[Stored data]
-*-*-
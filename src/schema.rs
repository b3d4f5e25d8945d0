//! Structural schema for finished answer documents.
//!
//! The schema is a TOML file keyed by element local name:
//!
//! ```toml
//! target_namespace = "urn:schemas-microsoft-com:unattend"
//! root = "unattend"
//! foreign_namespaces = ["urn:unattend-assembler:extensions"]
//!
//! [elements.RunSynchronousCommand]
//! children = ["Order", "Path", "Description"]
//! required_children = ["Order", "Path"]
//! attributes = ["wcm:action"]
//!
//! [elements.Order]
//! content = "integer"
//! ```
//!
//! Namespace declarations (`xmlns`, `xmlns:*`) are always allowed. Elements
//! in a foreign namespace are skipped together with their subtree.

use std::collections::{BTreeMap, HashSet};
use std::sync::OnceLock;

use serde::Deserialize;

use crate::document::Element;
use crate::error::{Error, Result};

/// Packaged definition used by the validation pass.
pub const PACKAGED_SCHEMA: &str = include_str!("../resources/unattend-schema.toml");

#[derive(Debug, Deserialize)]
#[serde(deny_unknown_fields)]
pub struct Schema {
    target_namespace: String,
    root: String,
    #[serde(default)]
    foreign_namespaces: Vec<String>,
    elements: BTreeMap<String, ElementRule>,
}

#[derive(Debug, Clone, Copy, Default, PartialEq, Eq, Deserialize)]
#[serde(rename_all = "lowercase")]
enum Content {
    /// Child elements only, each one declared.
    #[default]
    Elements,
    Text,
    Integer,
    Boolean,
    /// Declared children are checked, undeclared ones and text are skipped.
    Lax,
}

#[derive(Debug, Default, Deserialize)]
#[serde(default, deny_unknown_fields)]
struct ElementRule {
    content: Content,
    children: Vec<String>,
    required_children: Vec<String>,
    attributes: Vec<String>,
    required_attributes: Vec<String>,
    /// Allowed values per attribute.
    values: BTreeMap<String, Vec<String>>,
    /// Allowed text for text content.
    one_of: Vec<String>,
    /// Attribute that must be unique among same-named children.
    unique_attribute: Option<String>,
    /// Grandchild whose text must be unique among children.
    unique_child_text: Option<String>,
}

impl Schema {
    pub fn from_toml_str(text: &str) -> Result<Self> {
        let schema: Schema =
            toml::from_str(text).map_err(|e| Error::config(format!("parsing schema: {e}")))?;
        schema.check_references()?;
        Ok(schema)
    }

    /// The packaged schema, parsed once per process.
    pub fn packaged() -> Result<&'static Schema> {
        static PACKAGED: OnceLock<std::result::Result<Schema, String>> = OnceLock::new();
        PACKAGED
            .get_or_init(|| Schema::from_toml_str(PACKAGED_SCHEMA).map_err(|e| e.to_string()))
            .as_ref()
            .map_err(|e| Error::defect(format!("packaged schema: {e}")))
    }

    pub fn target_namespace(&self) -> &str {
        &self.target_namespace
    }

    /// Check the namespace first, then the structure.
    pub fn validate(&self, root: &Element) -> Result<()> {
        let found = root.namespace().unwrap_or_default();
        if found != self.target_namespace {
            return Err(Error::NamespaceMismatch {
                expected: self.target_namespace.clone(),
                found: found.to_string(),
            });
        }
        let path = format!("/{}", root.local_name());
        if root.local_name() != self.root {
            return Err(Error::schema(
                path,
                format!("root element must be '{}'", self.root),
            ));
        }
        self.check_element(root, &path)
    }

    fn check_references(&self) -> Result<()> {
        if !self.elements.contains_key(&self.root) {
            return Err(Error::config(format!("root '{}' has no rule", self.root)));
        }
        for (name, rule) in &self.elements {
            for child in rule.children.iter().chain(&rule.required_children) {
                if !self.elements.contains_key(child) {
                    return Err(Error::config(format!(
                        "'{name}' lists child '{child}' which has no rule"
                    )));
                }
            }
        }
        Ok(())
    }

    fn is_foreign(&self, element: &Element) -> bool {
        element
            .namespace()
            .is_some_and(|ns| self.foreign_namespaces.iter().any(|f| f == ns))
    }

    fn check_element(&self, element: &Element, path: &str) -> Result<()> {
        let rule = self
            .elements
            .get(element.local_name())
            .ok_or_else(|| Error::schema(path, "element is not declared"))?;
        check_attributes(element, rule, path)?;

        match rule.content {
            Content::Elements | Content::Lax => self.check_children(element, rule, path),
            Content::Text | Content::Integer | Content::Boolean => {
                check_text(element, rule, path)
            }
        }
    }

    fn check_children(&self, element: &Element, rule: &ElementRule, path: &str) -> Result<()> {
        let lax = rule.content == Content::Lax;
        if !lax && !element.text().trim().is_empty() {
            return Err(Error::schema(path, "text is not allowed here"));
        }

        let mut positions: BTreeMap<&str, usize> = BTreeMap::new();
        for child in element.elements() {
            if self.is_foreign(child) {
                continue;
            }
            let name = child.local_name();
            let position = positions.entry(name).or_default();
            *position += 1;
            let child_path = format!("{path}/{}", segment(child, *position));

            if child.namespace() != Some(self.target_namespace.as_str()) {
                return Err(Error::schema(
                    child_path,
                    format!(
                        "element is in namespace '{}'",
                        child.namespace().unwrap_or_default()
                    ),
                ));
            }
            if !rule.children.iter().any(|c| c == name) {
                if lax {
                    continue;
                }
                return Err(Error::schema(
                    child_path,
                    format!("'{name}' is not allowed in '{}'", element.local_name()),
                ));
            }
            self.check_element(child, &child_path)?;
        }

        for required in &rule.required_children {
            if element.child(required).is_none() {
                return Err(Error::schema(
                    path,
                    format!("missing required child '{required}'"),
                ));
            }
        }
        check_uniqueness(element, rule, path)
    }
}

fn check_attributes(element: &Element, rule: &ElementRule, path: &str) -> Result<()> {
    for (name, value) in element.attributes() {
        if name == "xmlns" || name.starts_with("xmlns:") {
            continue;
        }
        if !rule.attributes.iter().any(|a| a == name) {
            return Err(Error::schema(
                path,
                format!("attribute '{name}' is not allowed"),
            ));
        }
        if let Some(allowed) = rule.values.get(name) {
            if !allowed.iter().any(|v| v == value) {
                return Err(Error::schema(
                    path,
                    format!("attribute '{name}' has invalid value '{value}'"),
                ));
            }
        }
    }
    for required in &rule.required_attributes {
        if element.attr(required).is_none() {
            return Err(Error::schema(
                path,
                format!("missing required attribute '{required}'"),
            ));
        }
    }
    Ok(())
}

fn check_text(element: &Element, rule: &ElementRule, path: &str) -> Result<()> {
    if element.elements().next().is_some() {
        return Err(Error::schema(path, "child elements are not allowed here"));
    }
    let text = element.text();
    let value = text.trim();
    match rule.content {
        Content::Integer if value.parse::<u64>().is_err() => {
            return Err(Error::schema(path, format!("'{value}' is not an integer")));
        }
        Content::Boolean if !matches!(value, "true" | "false") => {
            return Err(Error::schema(path, format!("'{value}' is not a boolean")));
        }
        _ => {}
    }
    if !rule.one_of.is_empty() && !rule.one_of.iter().any(|v| v == value) {
        return Err(Error::schema(
            path,
            format!("'{value}' is not one of {}", rule.one_of.join(", ")),
        ));
    }
    Ok(())
}

fn check_uniqueness(element: &Element, rule: &ElementRule, path: &str) -> Result<()> {
    if let Some(attribute) = &rule.unique_attribute {
        let mut seen = HashSet::new();
        for child in element.elements() {
            if let Some(value) = child.attr(attribute) {
                if !seen.insert((child.local_name(), value)) {
                    return Err(Error::schema(
                        path,
                        format!("duplicate {} with {attribute}='{value}'", child.local_name()),
                    ));
                }
            }
        }
    }
    if let Some(grandchild) = &rule.unique_child_text {
        let mut seen = HashSet::new();
        for value in element
            .elements()
            .filter_map(|child| child.child(grandchild))
            .map(Element::text)
        {
            if !seen.insert(value.trim().to_string()) {
                return Err(Error::schema(
                    path,
                    format!("duplicate {grandchild} '{}'", value.trim()),
                ));
            }
        }
    }
    Ok(())
}

/// Path segment, qualified by `pass`/`name` when present, else by position.
fn segment(element: &Element, position: usize) -> String {
    let name = element.local_name();
    match (element.attr("pass"), element.attr("name")) {
        (Some(pass), _) => format!("{name}[@pass='{pass}']"),
        (None, Some(key)) => format!("{name}[@name='{key}']"),
        (None, None) => format!("{name}[{position}]"),
    }
}
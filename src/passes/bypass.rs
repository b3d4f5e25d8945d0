//! Hardware requirement and network checks.
//!
//! The requirement check runs inside setup itself, so its override has to
//! land as windowsPE commands. The network check only matters in OOBE and
//! can go through the specialize script.

use crate::command::{self, target, RegistryValue};
use crate::error::Result;
use crate::phase::Phase;

use super::{Pass, PassContext};

const LAB_CONFIG_KEY: &str = r"HKLM\SYSTEM\Setup\LabConfig";
const LAB_CONFIG_VALUES: [&str; 3] = ["BypassTPMCheck", "BypassSecureBootCheck", "BypassRAMCheck"];

pub struct Bypass;

impl Pass for Bypass {
    fn name(&self) -> &str {
        "bypass"
    }

    fn apply(&self, ctx: &mut PassContext<'_>) -> Result<()> {
        let toggles = ctx.config.toggles;

        if toggles.bypass_requirements_check {
            let mut pe = target(ctx.document, Phase::WindowsPe)?;
            for name in LAB_CONFIG_VALUES {
                pe.append(command::registry_add(
                    LAB_CONFIG_KEY,
                    name,
                    RegistryValue::Dword(1),
                ));
            }
            ctx.buffers.specialize().append(command::registry_add(
                r"HKLM\SYSTEM\Setup\MoSetup",
                "AllowUpgradesWithUnsupportedTPMOrCPU",
                RegistryValue::Dword(1),
            ));
        }

        if toggles.bypass_network_check {
            ctx.buffers.specialize().append(command::registry_add(
                r"HKLM\SOFTWARE\Microsoft\Windows\CurrentVersion\OOBE",
                "BypassNRO",
                RegistryValue::Dword(1),
            ));
        }
        Ok(())
    }
}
-*-*-
| YOUR GOAL |
All lines with the string "serde" must be copied from the data.

| RESPONSE BOX |
use serde::Deserialize;
#[serde(deny_unknown_fields)]
    #[serde(default)]
#[serde(rename_all = "lowercase")]
#[serde(default, deny_unknown_fields)]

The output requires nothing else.